(Saved entries)

//! Shared API request/response types
//!
//! Wire shapes for the AMX HTTP boundary. The request body is what the
//! content pipeline posts to `/generate-audio`; the two response bodies are
//! the only shapes a caller will ever see from that endpoint.

use serde::{Deserialize, Serialize};

use crate::error::{Error, ErrorKind};

// ========================================
// Generate Audio
// ========================================

/// Body of `POST /generate-audio`
///
/// # Examples
///
/// ```
/// use amx_common::api::types::GenerateAudioRequest;
///
/// let body = r#"{
///     "response_id": "resp42",
///     "voice_urls": ["https://cdn.example.com/v1.mp3"],
///     "background_music_url": "https://cdn.example.com/bg.mp3"
/// }"#;
/// let request: GenerateAudioRequest = serde_json::from_str(body).unwrap();
/// assert_eq!(request.voice_urls.len(), 1);
/// ```
#[derive(Debug, Clone, Deserialize, Serialize)]
pub struct GenerateAudioRequest {
    /// Caller's identifier, embedded in the published object key
    pub response_id: String,

    /// Voice track URLs; order determines stagger position
    pub voice_urls: Vec<String>,

    /// Background music URL
    pub background_music_url: String,
}

/// Success body: `{ "status": "success", "audio_url": "..." }`
#[derive(Debug, Clone, Deserialize, Serialize)]
pub struct GenerateAudioSuccess {
    pub status: String,
    pub audio_url: String,
}

impl GenerateAudioSuccess {
    pub fn new(audio_url: impl Into<String>) -> Self {
        Self {
            status: "success".to_string(),
            audio_url: audio_url.into(),
        }
    }
}

/// Failure body: `{ "status": "error", "message": "...", "error_kind": "..." }`
///
/// `message` is always present. `error_kind` is the stable classification
/// added on top of it.
#[derive(Debug, Clone, Serialize)]
pub struct GenerateAudioFailure {
    pub status: String,
    pub message: String,
    pub error_kind: ErrorKind,
}

impl From<&Error> for GenerateAudioFailure {
    fn from(err: &Error) -> Self {
        Self {
            status: "error".to_string(),
            message: err.to_string(),
            error_kind: err.kind(),
        }
    }
}

// ========================================
// Service Info
// ========================================

/// Health check response
#[derive(Debug, Clone, Deserialize, Serialize)]
pub struct HealthResponse {
    pub status: String,
    pub module: String,
    pub version: String,
}

/// Build identification response
#[derive(Debug, Clone, Deserialize, Serialize)]
pub struct BuildInfo {
    pub version: String,
    pub git_hash: String,
    pub build_timestamp: String,
    pub build_profile: String,
}
//! Audio resampling using rubato
//!
//! Brings every staged track to the pipeline rate so the compositor can
//! align tracks by frame index. Output length is `round(frames * ratio)`:
//! the filter delay is trimmed from the front and the tail is flushed.

use crate::audio::types::AudioTrack;
use amx_common::{Error, Result};
use rubato::{FastFixedIn, PolynomialDegree, Resampler as RubatoResampler};
use tracing::debug;

/// Sample rate of every mixed and encoded output
pub const TARGET_SAMPLE_RATE: u32 = 44100;

/// Audio resampler using rubato.
pub struct Resampler;

impl Resampler {
    /// Convert a track to [`TARGET_SAMPLE_RATE`].
    ///
    /// Tracks already at the target rate are returned unchanged.
    pub fn to_target_rate(track: AudioTrack) -> Result<AudioTrack> {
        if track.sample_rate == TARGET_SAMPLE_RATE {
            debug!("Sample rate already at {}Hz, skipping resample", TARGET_SAMPLE_RATE);
            return Ok(track);
        }

        let samples = Self::resample(&track.samples, track.sample_rate, track.channels)?;
        Ok(AudioTrack {
            samples,
            sample_rate: TARGET_SAMPLE_RATE,
            channels: track.channels,
            gain: track.gain,
        })
    }

    /// Resample interleaved samples from `input_rate` to [`TARGET_SAMPLE_RATE`].
    pub fn resample(input: &[f32], input_rate: u32, channels: u16) -> Result<Vec<f32>> {
        let output_rate = TARGET_SAMPLE_RATE;

        if input_rate == output_rate {
            return Ok(input.to_vec());
        }
        if input_rate == 0 || channels == 0 {
            return Err(Error::Decode(format!(
                "Cannot resample: rate={}Hz channels={}",
                input_rate, channels
            )));
        }

        debug!(
            "Resampling from {}Hz to {}Hz ({} channels)",
            input_rate, output_rate, channels
        );

        let planar_input = Self::deinterleave(input, channels);
        let input_frames = planar_input[0].len();
        if input_frames == 0 {
            return Ok(Vec::new());
        }

        // One chunk covering the whole track: staged assets are already
        // fully in memory, so there is nothing to stream.
        let ratio = output_rate as f64 / input_rate as f64;
        let mut resampler = FastFixedIn::<f32>::new(
            ratio,
            1.0,
            PolynomialDegree::Septic,
            input_frames,
            channels as usize,
        )
        .map_err(|e| Error::Decode(format!("Failed to create resampler: {}", e)))?;

        let delay = resampler.output_delay();
        let expected_frames = (input_frames as f64 * ratio).round() as usize;

        let mut planar_output = resampler
            .process(&planar_input, None)
            .map_err(|e| Error::Decode(format!("Resampling failed: {}", e)))?;

        // Flush the filter until the delayed tail is out
        while planar_output[0].len() < delay + expected_frames {
            let tail = resampler
                .process_partial(None::<&[Vec<f32>]>, None)
                .map_err(|e| Error::Decode(format!("Resampler flush failed: {}", e)))?;
            if tail[0].is_empty() {
                break;
            }
            for (channel, rest) in planar_output.iter_mut().zip(tail) {
                channel.extend(rest);
            }
        }

        for channel in planar_output.iter_mut() {
            channel.drain(..delay.min(channel.len()));
            channel.truncate(expected_frames);
        }

        let interleaved_output = Self::interleave(planar_output);

        debug!(
            "Resampled {} input frames to {} output frames",
            input_frames,
            interleaved_output.len() / channels as usize
        );

        Ok(interleaved_output)
    }

    /// Convert interleaved samples to planar format.
    ///
    /// Input:  [L, R, L, R, L, R, ...]
    /// Output: [[L, L, L, ...], [R, R, R, ...]]
    fn deinterleave(samples: &[f32], channels: u16) -> Vec<Vec<f32>> {
        let num_channels = channels as usize;
        let num_frames = samples.len() / num_channels;

        let mut planar = vec![Vec::with_capacity(num_frames); num_channels];
        for frame in samples.chunks_exact(num_channels) {
            for (ch, &sample) in frame.iter().enumerate() {
                planar[ch].push(sample);
            }
        }
        planar
    }

    /// Convert planar samples to interleaved format.
    fn interleave(planar: Vec<Vec<f32>>) -> Vec<f32> {
        if planar.is_empty() {
            return Vec::new();
        }

        let num_channels = planar.len();
        let num_frames = planar[0].len();
        let mut interleaved = Vec::with_capacity(num_frames * num_channels);

        for frame_idx in 0..num_frames {
            for channel in &planar {
                interleaved.push(channel[frame_idx]);
            }
        }
        interleaved
    }
}
//! amx-mixer specific configuration

use amx_common::config::TomlConfig;
use amx_common::Result;
use std::path::PathBuf;

/// Settings the pipeline reads on every request
#[derive(Debug, Clone)]
pub struct PipelineSettings {
    /// Parent of per-request staging directories (OS temp dir if unset)
    pub temp_dir: Option<PathBuf>,
    /// Object key prefix for published mixes
    pub key_prefix: String,
    pub bitrate_kbps: u32,
    /// Upper bound on `voice_urls` per request
    pub max_voices: usize,
}

impl Default for PipelineSettings {
    fn default() -> Self {
        Self::from(&TomlConfig::default())
    }
}

impl From<&TomlConfig> for PipelineSettings {
    fn from(config: &TomlConfig) -> Self {
        Self {
            temp_dir: config.temp_dir.clone(),
            key_prefix: config.storage.key_prefix.clone(),
            bitrate_kbps: config.encoding.bitrate_kbps,
            max_voices: config.fetch.max_voices,
        }
    }
}

/// Server bootstrap settings
#[derive(Debug, Clone)]
pub struct Config {
    pub bind_addr: String,
    pub port: u16,
    pub toml: TomlConfig,
}

impl Config {
    /// Apply command-line overrides on top of the loaded TOML.
    pub fn new(toml: TomlConfig, port_override: Option<u16>) -> Result<Self> {
        toml.validate()?;
        Ok(Self {
            bind_addr: toml.bind_addr.clone(),
            port: port_override.unwrap_or(toml.port),
            toml,
        })
    }

    pub fn pipeline_settings(&self) -> PipelineSettings {
        PipelineSettings::from(&self.toml)
    }

    /// Default `EnvFilter` directives when `RUST_LOG` is unset
    pub fn default_log_filter(&self) -> String {
        let level = &self.toml.logging.level;
        format!("amx_mixer={level},amx_common={level},tower_http={level}")
    }
}

#[cfg(test)]
mod tests {
    use super::*;

    #[test]
    fn test_port_override() {
        let config = Config::new(TomlConfig::default(), Some(9999)).unwrap();
        assert_eq!(config.port, 9999);

        let config = Config::new(TomlConfig::default(), None).unwrap();
        assert_eq!(config.port, 8080);
    }

    #[test]
    fn test_pipeline_settings_from_toml() {
        let toml = TomlConfig::from_toml_str(
            "temp_dir = \"/var/tmp/amx\"\n[storage]\nkey_prefix = \"mixes\"\n[fetch]\nmax_voices = 4\n[encoding]\nbitrate_kbps = 128",
        )
        .unwrap();
        let settings = PipelineSettings::from(&toml);
        assert_eq!(settings.key_prefix, "mixes");
        assert_eq!(settings.bitrate_kbps, 128);
        assert_eq!(settings.max_voices, 4);
        assert_eq!(settings.temp_dir, Some(PathBuf::from("/var/tmp/amx")));
    }

    #[test]
    fn test_log_filter() {
        let config = Config::new(TomlConfig::default(), None).unwrap();
        assert_eq!(
            config.default_log_filter(),
            "amx_mixer=info,amx_common=info,tower_http=info"
        );
    }

    #[test]
    fn test_invalid_toml_values_rejected() {
        let mut toml = TomlConfig::default();
        toml.encoding.bitrate_kbps = 0;
        assert!(Config::new(toml, None).is_err());
    }
}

Activity
Retype exactly the lines of the data above, starting at its first line and finishing with the line that has "on top of it." in it.

Result of this task
//! Shared API request/response types
//!
//! Wire shapes for the AMX HTTP boundary. The request body is what the
//! content pipeline posts to `/generate-audio`; the two response bodies are
//! the only shapes a caller will ever see from that endpoint.

use serde::{Deserialize, Serialize};

use crate::error::{Error, ErrorKind};

// ========================================
// Generate Audio
// ========================================

/// Body of `POST /generate-audio`
///
/// # Examples
///
/// ```
/// use amx_common::api::types::GenerateAudioRequest;
///
/// let body = r#"{
///     "response_id": "resp42",
///     "voice_urls": ["https://cdn.example.com/v1.mp3"],
///     "background_music_url": "https://cdn.example.com/bg.mp3"
/// }"#;
/// let request: GenerateAudioRequest = serde_json::from_str(body).unwrap();
/// assert_eq!(request.voice_urls.len(), 1);
/// ```
#[derive(Debug, Clone, Deserialize, Serialize)]
pub struct GenerateAudioRequest {
    /// Caller's identifier, embedded in the published object key
    pub response_id: String,

    /// Voice track URLs; order determines stagger position
    pub voice_urls: Vec<String>,

    /// Background music URL
    pub background_music_url: String,
}

/// Success body: `{ "status": "success", "audio_url": "..." }`
#[derive(Debug, Clone, Deserialize, Serialize)]
pub struct GenerateAudioSuccess {
    pub status: String,
    pub audio_url: String,
}

impl GenerateAudioSuccess {
    pub fn new(audio_url: impl Into<String>) -> Self {
        Self {
            status: "success".to_string(),
            audio_url: audio_url.into(),
        }
    }
}

/// Failure body: `{ "status": "error", "message": "...", "error_kind": "..." }`
///
/// `message` is always present. `error_kind` is the stable classification
/// added on top of it.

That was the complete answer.